-- DIRECTIONS --
In the listing below, find the line that contains "the UI layer." and the line that contains "pub struct RegisterForm". Quote both and every line between them, exactly, and nothing more.

-- RECORDS SUPPLIED --
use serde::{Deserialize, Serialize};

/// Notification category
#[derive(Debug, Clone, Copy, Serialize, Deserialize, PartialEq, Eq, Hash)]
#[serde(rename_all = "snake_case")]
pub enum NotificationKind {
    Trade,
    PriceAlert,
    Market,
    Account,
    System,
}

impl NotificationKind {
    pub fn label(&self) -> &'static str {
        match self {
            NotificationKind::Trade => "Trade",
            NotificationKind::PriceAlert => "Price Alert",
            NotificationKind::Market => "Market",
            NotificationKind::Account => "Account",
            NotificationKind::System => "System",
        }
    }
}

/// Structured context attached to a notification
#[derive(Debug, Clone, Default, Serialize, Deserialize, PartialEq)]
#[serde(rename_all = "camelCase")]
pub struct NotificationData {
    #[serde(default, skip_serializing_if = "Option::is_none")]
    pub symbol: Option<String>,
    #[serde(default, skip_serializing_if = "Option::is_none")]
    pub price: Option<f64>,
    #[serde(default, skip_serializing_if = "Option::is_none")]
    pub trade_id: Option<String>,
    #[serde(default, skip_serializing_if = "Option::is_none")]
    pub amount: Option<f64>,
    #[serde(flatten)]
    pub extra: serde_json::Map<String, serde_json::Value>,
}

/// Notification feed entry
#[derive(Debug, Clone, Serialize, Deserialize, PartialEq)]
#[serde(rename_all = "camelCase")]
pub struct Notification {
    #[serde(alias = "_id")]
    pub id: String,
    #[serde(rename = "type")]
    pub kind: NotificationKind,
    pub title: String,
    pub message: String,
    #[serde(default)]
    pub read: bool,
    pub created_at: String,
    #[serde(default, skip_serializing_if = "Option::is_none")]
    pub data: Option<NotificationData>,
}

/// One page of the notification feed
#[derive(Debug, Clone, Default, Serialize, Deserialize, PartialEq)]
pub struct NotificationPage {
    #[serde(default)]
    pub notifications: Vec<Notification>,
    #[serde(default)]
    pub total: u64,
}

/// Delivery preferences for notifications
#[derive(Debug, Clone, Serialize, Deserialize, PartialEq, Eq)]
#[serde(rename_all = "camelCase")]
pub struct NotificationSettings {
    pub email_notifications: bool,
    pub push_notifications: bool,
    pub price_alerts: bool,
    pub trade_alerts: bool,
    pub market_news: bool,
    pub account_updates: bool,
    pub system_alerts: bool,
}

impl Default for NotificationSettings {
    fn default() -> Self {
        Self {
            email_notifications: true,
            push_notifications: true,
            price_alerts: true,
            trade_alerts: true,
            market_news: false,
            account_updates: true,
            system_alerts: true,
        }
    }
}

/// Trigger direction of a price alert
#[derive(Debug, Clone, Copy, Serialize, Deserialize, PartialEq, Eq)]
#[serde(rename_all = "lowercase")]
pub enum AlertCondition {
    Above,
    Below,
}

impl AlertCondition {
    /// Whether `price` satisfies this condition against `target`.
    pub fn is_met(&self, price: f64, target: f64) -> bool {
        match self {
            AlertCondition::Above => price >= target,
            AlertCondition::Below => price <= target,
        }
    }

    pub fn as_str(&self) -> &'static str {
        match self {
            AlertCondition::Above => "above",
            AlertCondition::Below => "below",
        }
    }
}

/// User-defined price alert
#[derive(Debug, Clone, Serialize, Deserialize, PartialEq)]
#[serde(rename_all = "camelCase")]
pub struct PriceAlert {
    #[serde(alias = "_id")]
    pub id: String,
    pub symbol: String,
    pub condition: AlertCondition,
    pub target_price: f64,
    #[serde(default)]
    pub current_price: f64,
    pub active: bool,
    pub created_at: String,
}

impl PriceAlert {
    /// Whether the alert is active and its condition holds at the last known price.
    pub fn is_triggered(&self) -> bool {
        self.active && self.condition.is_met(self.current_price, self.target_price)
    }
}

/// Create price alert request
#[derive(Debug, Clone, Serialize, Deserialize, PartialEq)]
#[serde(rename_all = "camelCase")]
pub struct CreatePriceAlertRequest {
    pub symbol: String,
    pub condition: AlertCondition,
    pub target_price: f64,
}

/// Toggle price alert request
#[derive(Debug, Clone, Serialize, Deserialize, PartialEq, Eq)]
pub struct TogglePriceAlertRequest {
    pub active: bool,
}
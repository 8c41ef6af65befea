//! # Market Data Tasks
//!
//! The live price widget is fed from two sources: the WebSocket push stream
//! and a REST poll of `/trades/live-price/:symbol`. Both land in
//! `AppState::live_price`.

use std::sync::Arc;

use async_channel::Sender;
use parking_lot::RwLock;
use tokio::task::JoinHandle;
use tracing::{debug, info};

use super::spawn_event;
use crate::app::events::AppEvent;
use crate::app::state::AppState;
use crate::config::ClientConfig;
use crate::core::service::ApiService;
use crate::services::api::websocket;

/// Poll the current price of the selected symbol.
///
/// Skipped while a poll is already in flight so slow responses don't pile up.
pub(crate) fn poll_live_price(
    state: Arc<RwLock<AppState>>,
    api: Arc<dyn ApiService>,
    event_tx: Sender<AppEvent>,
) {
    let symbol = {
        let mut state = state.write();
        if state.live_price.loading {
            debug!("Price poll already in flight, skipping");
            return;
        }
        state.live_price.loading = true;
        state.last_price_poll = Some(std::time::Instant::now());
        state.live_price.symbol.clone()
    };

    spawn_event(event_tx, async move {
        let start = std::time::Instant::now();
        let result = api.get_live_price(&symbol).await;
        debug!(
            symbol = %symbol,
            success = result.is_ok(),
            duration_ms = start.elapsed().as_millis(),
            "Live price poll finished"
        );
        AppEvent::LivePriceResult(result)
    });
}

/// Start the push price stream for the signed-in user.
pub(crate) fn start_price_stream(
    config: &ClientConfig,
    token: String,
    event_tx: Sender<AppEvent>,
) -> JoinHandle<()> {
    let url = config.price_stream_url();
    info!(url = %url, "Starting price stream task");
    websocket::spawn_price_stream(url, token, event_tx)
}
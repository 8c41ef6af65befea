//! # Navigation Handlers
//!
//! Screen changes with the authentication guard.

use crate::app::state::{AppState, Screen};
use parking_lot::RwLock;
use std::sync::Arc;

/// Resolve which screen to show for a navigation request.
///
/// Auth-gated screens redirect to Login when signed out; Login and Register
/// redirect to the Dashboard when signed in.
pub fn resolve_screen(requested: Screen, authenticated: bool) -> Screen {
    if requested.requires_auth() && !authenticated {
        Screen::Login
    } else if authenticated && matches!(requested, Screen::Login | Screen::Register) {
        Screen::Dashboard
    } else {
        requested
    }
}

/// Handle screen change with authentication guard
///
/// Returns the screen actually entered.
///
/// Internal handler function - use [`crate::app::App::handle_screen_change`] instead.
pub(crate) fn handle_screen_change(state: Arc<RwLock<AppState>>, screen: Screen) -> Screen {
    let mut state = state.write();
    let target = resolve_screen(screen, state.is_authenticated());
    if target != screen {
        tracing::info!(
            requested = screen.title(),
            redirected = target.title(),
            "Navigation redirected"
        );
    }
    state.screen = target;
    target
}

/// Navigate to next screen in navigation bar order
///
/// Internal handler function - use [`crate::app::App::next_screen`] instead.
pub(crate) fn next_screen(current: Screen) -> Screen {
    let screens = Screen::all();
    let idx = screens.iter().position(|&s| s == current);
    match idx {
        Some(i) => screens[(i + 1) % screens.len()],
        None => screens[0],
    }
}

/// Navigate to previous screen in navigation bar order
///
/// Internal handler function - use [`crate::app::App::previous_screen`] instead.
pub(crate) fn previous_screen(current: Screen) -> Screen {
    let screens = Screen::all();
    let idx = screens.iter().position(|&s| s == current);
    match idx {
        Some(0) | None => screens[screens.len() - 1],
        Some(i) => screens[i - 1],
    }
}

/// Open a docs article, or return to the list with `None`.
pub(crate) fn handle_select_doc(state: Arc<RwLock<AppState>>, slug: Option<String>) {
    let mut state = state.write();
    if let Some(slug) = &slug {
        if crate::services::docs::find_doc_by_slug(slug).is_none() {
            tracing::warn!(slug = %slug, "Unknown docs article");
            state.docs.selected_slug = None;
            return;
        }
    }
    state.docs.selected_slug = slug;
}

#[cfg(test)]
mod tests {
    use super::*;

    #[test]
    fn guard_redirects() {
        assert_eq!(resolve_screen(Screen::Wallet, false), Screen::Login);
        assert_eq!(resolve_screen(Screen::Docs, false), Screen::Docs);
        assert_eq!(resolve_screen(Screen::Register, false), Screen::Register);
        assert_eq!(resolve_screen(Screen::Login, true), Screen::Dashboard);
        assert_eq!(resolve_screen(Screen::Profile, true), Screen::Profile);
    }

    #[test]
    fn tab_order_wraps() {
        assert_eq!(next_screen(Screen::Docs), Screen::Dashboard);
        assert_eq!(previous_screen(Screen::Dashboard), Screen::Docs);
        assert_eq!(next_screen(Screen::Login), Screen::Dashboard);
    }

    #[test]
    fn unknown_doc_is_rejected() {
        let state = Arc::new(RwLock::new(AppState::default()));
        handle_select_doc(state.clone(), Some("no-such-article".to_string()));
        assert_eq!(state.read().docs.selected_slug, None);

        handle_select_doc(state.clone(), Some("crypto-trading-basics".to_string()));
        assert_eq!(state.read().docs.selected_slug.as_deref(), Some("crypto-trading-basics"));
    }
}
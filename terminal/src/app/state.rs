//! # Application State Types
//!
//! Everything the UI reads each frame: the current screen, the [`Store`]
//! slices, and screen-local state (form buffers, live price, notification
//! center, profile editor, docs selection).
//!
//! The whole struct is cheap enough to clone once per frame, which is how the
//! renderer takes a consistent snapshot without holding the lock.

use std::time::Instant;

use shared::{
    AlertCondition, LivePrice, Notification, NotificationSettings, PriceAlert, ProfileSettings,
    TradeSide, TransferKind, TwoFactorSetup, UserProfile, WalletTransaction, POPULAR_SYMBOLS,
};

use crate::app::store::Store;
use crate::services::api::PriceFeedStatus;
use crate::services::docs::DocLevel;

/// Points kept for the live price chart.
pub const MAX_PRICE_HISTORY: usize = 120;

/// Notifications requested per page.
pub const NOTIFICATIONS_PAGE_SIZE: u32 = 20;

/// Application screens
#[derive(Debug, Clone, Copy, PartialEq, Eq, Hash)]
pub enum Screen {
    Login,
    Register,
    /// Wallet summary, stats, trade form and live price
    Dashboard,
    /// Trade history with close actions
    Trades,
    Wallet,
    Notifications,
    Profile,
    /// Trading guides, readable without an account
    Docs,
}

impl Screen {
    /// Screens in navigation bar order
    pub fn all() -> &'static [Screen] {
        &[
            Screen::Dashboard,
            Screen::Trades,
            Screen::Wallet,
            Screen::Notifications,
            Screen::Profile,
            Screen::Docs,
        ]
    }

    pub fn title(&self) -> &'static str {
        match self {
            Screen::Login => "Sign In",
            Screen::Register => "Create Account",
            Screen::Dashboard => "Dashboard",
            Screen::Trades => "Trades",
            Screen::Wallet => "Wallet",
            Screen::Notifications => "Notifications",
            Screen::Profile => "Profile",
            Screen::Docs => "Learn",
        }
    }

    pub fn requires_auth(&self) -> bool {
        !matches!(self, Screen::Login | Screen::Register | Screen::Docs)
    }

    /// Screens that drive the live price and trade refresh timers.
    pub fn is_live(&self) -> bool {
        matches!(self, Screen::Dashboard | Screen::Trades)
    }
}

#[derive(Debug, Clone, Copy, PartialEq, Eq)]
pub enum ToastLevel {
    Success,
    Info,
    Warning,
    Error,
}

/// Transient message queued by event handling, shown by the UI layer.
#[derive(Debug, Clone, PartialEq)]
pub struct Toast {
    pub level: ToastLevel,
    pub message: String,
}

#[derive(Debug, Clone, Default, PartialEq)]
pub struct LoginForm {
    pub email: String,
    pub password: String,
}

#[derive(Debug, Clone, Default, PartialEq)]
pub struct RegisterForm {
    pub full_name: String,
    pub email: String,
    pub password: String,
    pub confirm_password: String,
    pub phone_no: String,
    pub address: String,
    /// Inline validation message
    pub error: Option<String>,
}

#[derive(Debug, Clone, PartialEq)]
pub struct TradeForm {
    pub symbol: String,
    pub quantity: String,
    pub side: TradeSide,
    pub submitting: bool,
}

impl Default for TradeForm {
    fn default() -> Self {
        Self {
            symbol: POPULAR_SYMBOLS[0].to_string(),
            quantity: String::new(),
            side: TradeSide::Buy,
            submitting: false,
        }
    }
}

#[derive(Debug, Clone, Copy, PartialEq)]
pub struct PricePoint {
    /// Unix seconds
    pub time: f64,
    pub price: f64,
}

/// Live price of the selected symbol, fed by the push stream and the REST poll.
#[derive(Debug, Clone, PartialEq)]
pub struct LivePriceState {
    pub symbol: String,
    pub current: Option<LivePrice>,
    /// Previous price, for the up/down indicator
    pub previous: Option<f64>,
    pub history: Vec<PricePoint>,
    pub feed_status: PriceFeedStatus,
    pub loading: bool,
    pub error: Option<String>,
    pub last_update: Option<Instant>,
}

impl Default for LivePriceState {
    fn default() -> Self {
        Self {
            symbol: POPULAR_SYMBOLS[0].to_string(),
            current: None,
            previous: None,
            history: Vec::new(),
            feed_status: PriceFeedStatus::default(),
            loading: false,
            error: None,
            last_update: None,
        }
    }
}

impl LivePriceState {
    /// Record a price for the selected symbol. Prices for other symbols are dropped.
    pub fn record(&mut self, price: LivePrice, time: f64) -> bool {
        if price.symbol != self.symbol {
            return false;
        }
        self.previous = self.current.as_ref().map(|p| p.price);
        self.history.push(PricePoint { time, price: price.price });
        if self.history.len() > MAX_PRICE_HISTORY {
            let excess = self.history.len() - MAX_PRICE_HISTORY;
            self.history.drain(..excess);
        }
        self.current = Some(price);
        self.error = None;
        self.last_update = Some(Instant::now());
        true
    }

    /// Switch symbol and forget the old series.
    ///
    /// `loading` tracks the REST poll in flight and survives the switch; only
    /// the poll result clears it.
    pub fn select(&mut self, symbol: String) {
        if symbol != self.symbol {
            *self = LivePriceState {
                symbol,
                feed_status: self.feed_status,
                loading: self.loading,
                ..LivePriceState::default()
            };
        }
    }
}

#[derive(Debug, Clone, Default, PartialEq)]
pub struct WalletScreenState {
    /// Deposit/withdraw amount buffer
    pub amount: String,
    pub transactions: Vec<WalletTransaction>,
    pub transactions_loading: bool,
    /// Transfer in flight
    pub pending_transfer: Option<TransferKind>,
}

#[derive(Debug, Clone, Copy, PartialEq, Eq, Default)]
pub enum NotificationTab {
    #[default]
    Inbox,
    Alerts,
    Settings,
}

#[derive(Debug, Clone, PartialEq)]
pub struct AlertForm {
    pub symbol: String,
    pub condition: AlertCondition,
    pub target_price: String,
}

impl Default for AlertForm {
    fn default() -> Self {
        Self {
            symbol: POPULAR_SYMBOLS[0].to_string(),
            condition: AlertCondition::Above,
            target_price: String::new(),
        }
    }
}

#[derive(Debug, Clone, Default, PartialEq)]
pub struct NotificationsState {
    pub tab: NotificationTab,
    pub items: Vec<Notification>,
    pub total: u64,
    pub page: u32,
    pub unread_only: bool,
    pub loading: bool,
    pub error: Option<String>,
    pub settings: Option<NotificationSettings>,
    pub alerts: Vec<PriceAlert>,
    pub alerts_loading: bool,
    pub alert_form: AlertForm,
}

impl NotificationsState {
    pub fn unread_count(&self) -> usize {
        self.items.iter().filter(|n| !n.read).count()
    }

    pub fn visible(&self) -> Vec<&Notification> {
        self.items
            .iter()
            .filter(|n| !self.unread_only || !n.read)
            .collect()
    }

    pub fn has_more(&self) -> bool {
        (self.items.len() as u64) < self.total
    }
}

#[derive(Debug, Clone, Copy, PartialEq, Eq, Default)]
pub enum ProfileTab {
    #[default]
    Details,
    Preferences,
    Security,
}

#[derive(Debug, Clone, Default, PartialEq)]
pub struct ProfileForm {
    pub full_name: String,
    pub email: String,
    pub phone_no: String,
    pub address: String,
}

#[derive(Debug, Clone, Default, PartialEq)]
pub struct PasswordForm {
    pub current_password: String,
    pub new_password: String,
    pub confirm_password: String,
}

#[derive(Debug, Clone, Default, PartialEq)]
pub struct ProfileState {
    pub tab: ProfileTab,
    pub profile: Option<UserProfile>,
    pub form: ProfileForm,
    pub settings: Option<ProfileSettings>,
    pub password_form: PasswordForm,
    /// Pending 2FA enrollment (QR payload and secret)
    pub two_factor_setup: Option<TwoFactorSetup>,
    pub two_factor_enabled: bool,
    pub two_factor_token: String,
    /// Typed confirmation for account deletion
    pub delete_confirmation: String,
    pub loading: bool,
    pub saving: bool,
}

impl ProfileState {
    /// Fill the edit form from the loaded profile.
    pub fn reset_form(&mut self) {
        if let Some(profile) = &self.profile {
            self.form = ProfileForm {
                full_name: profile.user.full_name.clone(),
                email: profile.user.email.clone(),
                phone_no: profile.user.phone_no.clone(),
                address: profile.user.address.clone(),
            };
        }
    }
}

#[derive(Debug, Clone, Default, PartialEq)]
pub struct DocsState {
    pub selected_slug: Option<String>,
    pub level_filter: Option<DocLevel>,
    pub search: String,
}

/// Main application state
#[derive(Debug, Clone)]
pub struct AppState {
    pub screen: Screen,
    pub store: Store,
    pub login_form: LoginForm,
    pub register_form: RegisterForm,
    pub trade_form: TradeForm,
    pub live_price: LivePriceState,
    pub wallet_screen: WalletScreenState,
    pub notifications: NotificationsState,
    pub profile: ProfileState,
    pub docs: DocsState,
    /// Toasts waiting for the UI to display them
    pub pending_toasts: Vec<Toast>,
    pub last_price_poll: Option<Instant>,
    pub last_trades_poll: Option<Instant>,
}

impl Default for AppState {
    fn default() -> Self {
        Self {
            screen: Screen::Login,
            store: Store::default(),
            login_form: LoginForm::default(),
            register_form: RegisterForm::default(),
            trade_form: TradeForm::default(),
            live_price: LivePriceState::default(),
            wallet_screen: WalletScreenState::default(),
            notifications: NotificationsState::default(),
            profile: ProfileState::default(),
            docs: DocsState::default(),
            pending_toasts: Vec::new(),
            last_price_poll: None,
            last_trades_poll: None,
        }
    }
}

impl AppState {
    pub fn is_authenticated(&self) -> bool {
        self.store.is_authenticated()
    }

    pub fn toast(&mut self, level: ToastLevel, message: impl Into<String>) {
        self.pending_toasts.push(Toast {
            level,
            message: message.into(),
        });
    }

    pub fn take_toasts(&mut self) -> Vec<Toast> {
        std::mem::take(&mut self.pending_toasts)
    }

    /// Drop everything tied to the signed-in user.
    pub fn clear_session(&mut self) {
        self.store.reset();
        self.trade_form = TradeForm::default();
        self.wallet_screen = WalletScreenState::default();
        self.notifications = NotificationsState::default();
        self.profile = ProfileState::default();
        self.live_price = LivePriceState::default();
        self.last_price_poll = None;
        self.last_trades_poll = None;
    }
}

-- REPLY TO THE TASK --
/// Transient message queued by event handling, shown by the UI layer.
#[derive(Debug, Clone, PartialEq)]
pub struct Toast {
    pub level: ToastLevel,
    pub message: String,
}

#[derive(Debug, Clone, Default, PartialEq)]
pub struct LoginForm {
    pub email: String,
    pub password: String,
}

#[derive(Debug, Clone, Default, PartialEq)]
pub struct RegisterForm {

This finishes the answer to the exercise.